Rubella is perhaps the infection for which mathematical modelling holds the greatest promise for improving public health interventions. The epidemiology is straightforward, and thus tractable to model development, but the effect of vaccination on the burden of disease is rooted in the nonlinearities of infectious disease dynamics. These dynamics are much studied, but here we explore them in a broader demographic and spatial context than previously. Across a global spectrum of demographic and epidemiological contexts, we show that the nonlinear epidemic dynamics of rubella can interact in complex ways with both birth rates and spatial heterogeneity to influence the consequences of vaccination.

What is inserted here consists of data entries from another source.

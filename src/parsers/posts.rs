//! Feed updates, single posts and comments.

use std::sync::LazyLock;

use regex::Regex;
use serde::{Deserialize, Serialize};
use serde_json::{Map, Value};

use crate::graph::image::{attribute_vector_image, largest_artifact_url, last_artifact_url};
use crate::graph::{path, project, GraphResponse, ProjectionMap, Record};

pub const SOCIAL_ACTIVITY_COUNTS_TYPE: &str = "com.linkedin.voyager.dash.feed.SocialActivityCounts";

/// Root key of a profile's share feed.
pub const PROFILE_UPDATES_KEY: &str = "feedDashProfileUpdatesByMemberShareFeed";
/// Root key of a single update fetched by slug.
pub const POST_BY_SLUG_KEY: &str = "feedDashUpdatesByPostSlug";
/// Root key of a comments page.
pub const COMMENTS_KEY: &str = "socialDashCommentsBySocialDetail";

static POST_SLUG: LazyLock<Regex> = LazyLock::new(|| Regex::new(r"/posts/([^/?]+)").unwrap());
static ACTIVITY_ID: LazyLock<Regex> = LazyLock::new(|| Regex::new(r"activity-(\d+)").unwrap());

pub static POST_FIELDS: LazyLock<ProjectionMap> = LazyLock::new(|| {
    ProjectionMap::from_pairs(&[
        ("urn", "metadata.backendUrn"),
        ("postUrl", "socialContent.shareUrl"),
        ("contentText", "commentary.text.text"),
        ("tags", "commentary.text.attributesV2"),
        ("media", "content"),
        ("dateDescription", "actor.subDescription.text"),
    ])
});

pub static SOCIAL_COUNT_FIELDS: LazyLock<ProjectionMap> = LazyLock::new(|| {
    ProjectionMap::from_pairs(&[
        ("numLikes", "numLikes"),
        ("numComments", "numComments"),
        ("reactionCounts", "reactionTypeCounts"),
        ("numShares", "numShares"),
        ("urn", "urn"),
    ])
});

pub static COMMENT_FIELDS: LazyLock<ProjectionMap> = LazyLock::new(|| {
    ProjectionMap::from_pairs(&[
        ("id", "entityUrn"),
        ("createdAt", "createdAt"),
        ("isAuthor", "commenter.author"),
        ("name", "commenter.title.text"),
        ("headline", "commenter.subtitle"),
        ("profileUrl", "commenter.navigationUrl"),
        ("comment", "commentary.text"),
        ("permalink", "permalink"),
        ("image", "commenter.image.attributes.0.detailData.nonEntityProfilePicture.vectorImage"),
    ])
});

/// Author block attached to a single post.
#[derive(Debug, Clone, Default, PartialEq, Eq, Serialize, Deserialize)]
#[serde(rename_all = "camelCase")]
pub struct Actor {
    #[serde(skip_serializing_if = "Option::is_none")]
    pub name: Option<String>,
    #[serde(skip_serializing_if = "Option::is_none")]
    pub headline: Option<String>,
    #[serde(skip_serializing_if = "Option::is_none")]
    pub profile_url: Option<String>,
}

/// One page of comments.
#[derive(Debug, Clone, Default, PartialEq)]
pub struct CommentPage {
    pub comments: Vec<Record>,
    /// Number of root URNs in the page; zero means the listing is exhausted.
    pub element_count: usize,
}

/// Post slug from a `/posts/<slug>` URL.
pub fn post_slug_from_url(url: &str) -> Option<&str> {
    POST_SLUG.captures(url).and_then(|c| c.get(1)).map(|m| m.as_str())
}

/// Activity id from an `activity-<id>` URL.
pub fn activity_id_from_url(url: &str) -> Option<&str> {
    ACTIVITY_ID.captures(url).and_then(|c| c.get(1)).map(|m| m.as_str())
}

fn into_records(values: Vec<Value>) -> Vec<Record> {
    values
        .into_iter()
        .filter_map(|value| match value {
            Value::Object(record) => Some(record),
            _ => None,
        })
        .collect()
}

/// Root path of the `*elements` list under a GraphQL `data.data.<key>`.
fn elements_path(key: &str) -> String {
    format!("data.{}.*elements", key)
}

/// Image URLs of an image component: widest rendition of each image.
fn image_urls(image_component: &Value) -> Vec<Value> {
    path::get_array(image_component, "images")
        .unwrap_or_default()
        .iter()
        .map(|image| {
            attribute_vector_image(image)
                .and_then(largest_artifact_url)
                .map_or(Value::Null, Value::String)
        })
        .collect()
}

/// Video metadata of a video component.
///
/// The `*videoPlayMetadata` pointer is normally resolved already; when it
/// missed, fall back to a direct lookup (which then also finds nothing).
fn video_metadata(response: &GraphResponse, video_component: &Value) -> Vec<Value> {
    if let Some(resolved) = path::get_present(video_component, "videoPlayMetadata") {
        return vec![resolved.clone()];
    }
    path::get_str(video_component, "*videoPlayMetadata")
        .and_then(|urn| response.entity(urn))
        .cloned()
        .into_iter()
        .collect()
}

fn build_media(response: &GraphResponse, content: Option<&Value>) -> Value {
    let mut media = Map::new();
    let Some(content) = content.and_then(Value::as_object) else {
        return Value::Object(media);
    };

    if let Some(images) = content.get("imageComponent").filter(|v| !v.is_null()) {
        media.insert("images".to_string(), Value::Array(image_urls(images)));
    }
    if let Some(video) = content.get("linkedInVideoComponent").filter(|v| !v.is_null()) {
        media.insert(
            "videoActivityData".to_string(),
            Value::Array(video_metadata(response, video)),
        );
    }

    Value::Object(media)
}

/// Parse feed updates listed under `data.data.<key>.*elements`.
///
/// Each post is joined with its social activity counts on `urn`; `extra`
/// adds or overrides projected fields.
pub fn parse_posts(
    response: &GraphResponse,
    key: &str,
    extra: Option<&ProjectionMap>,
) -> Vec<Record> {
    let mut fields = POST_FIELDS.clone();
    if let Some(extra) = extra {
        fields.extend(extra);
    }

    let posts = into_records(response.extract(&elements_path(key), Some(&fields)));

    let counts: Vec<Value> = response
        .included_of_type(SOCIAL_ACTIVITY_COUNTS_TYPE)
        .cloned()
        .collect();
    let counts = project(&counts, &SOCIAL_COUNT_FIELDS);

    posts
        .into_iter()
        .map(|mut post| {
            let media = build_media(response, post.get("media"));
            post.insert("media".to_string(), media);

            if let Some(social) = counts
                .iter()
                .find(|c| c.get("urn").is_some() && c.get("urn") == post.get("urn"))
            {
                for (field, value) in social {
                    post.insert(field.clone(), value.clone());
                }
            }
            post
        })
        .collect()
}

fn parse_actor(actor: &Value) -> Actor {
    Actor {
        name: path::get_str(actor, "name.text").map(str::to_string),
        headline: path::get_str(actor, "description.text").map(str::to_string),
        profile_url: attribute_vector_image(path::get(actor, "image").unwrap_or(&Value::Null))
            .and_then(last_artifact_url),
    }
}

/// Single post fetched by slug, with its author block.
pub fn parse_post_detail(response: &GraphResponse) -> Option<Record> {
    let extra = ProjectionMap::new().with("actor", "actor");
    let mut post = parse_posts(response, POST_BY_SLUG_KEY, Some(&extra))
        .into_iter()
        .next()?;

    let actor = parse_actor(post.get("actor").unwrap_or(&Value::Null));
    post.insert(
        "actor".to_string(),
        serde_json::to_value(actor).unwrap_or(Value::Null),
    );
    Some(post)
}

/// One page of comments with the commenter picture flattened to a URL.
pub fn parse_comments(response: &GraphResponse) -> CommentPage {
    let root = elements_path(COMMENTS_KEY);
    let element_count = response.root_urns(&root).len();

    let comments = into_records(response.extract(&root, Some(&*COMMENT_FIELDS)))
        .into_iter()
        .map(|mut comment| {
            if let Some(url) = comment.remove("image").as_ref().and_then(last_artifact_url) {
                comment.insert("image".to_string(), Value::String(url));
            }
            comment
        })
        .collect();

    CommentPage {
        comments,
        element_count,
    }
}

To be useful, models must be rooted a realistic public health context, and deciding whether to introduce RCVs into the routine infant immunization schedule, and what additional vaccination strategies to use requires consideration of the financial and logistical feasibility of achieving and sustaining identified minimum coverage levels in all areas of the country, and indeed in neighbouring countries. Although the burden of CRS is small compared to the overall disease burden in children in certain regions, the low cost of the rubella vaccine and the ability to deliver it as a MR combination vaccine mean that it may be one of the diseases most effectively tackled. This is particularly true where regular measles SIAs continue with high campaign coverage. Switching from the measles vaccine to the MR vaccine entails an increase in cost – in 2010 the UNICEF discounted price per dose was US$0.8–1.50 for MMR and US$0.53 for MR, compared to US$0.22 for measles (http://www.unicef.org/supply/) – but no additional resources would be required for distribution: the combined vaccine would simply be substituted for the monovalent vaccine. Furthermore, a Global Alliance for Vaccines and Immunizations (GAVI) support window for the rubella vaccine is in preparation for 2012 [14].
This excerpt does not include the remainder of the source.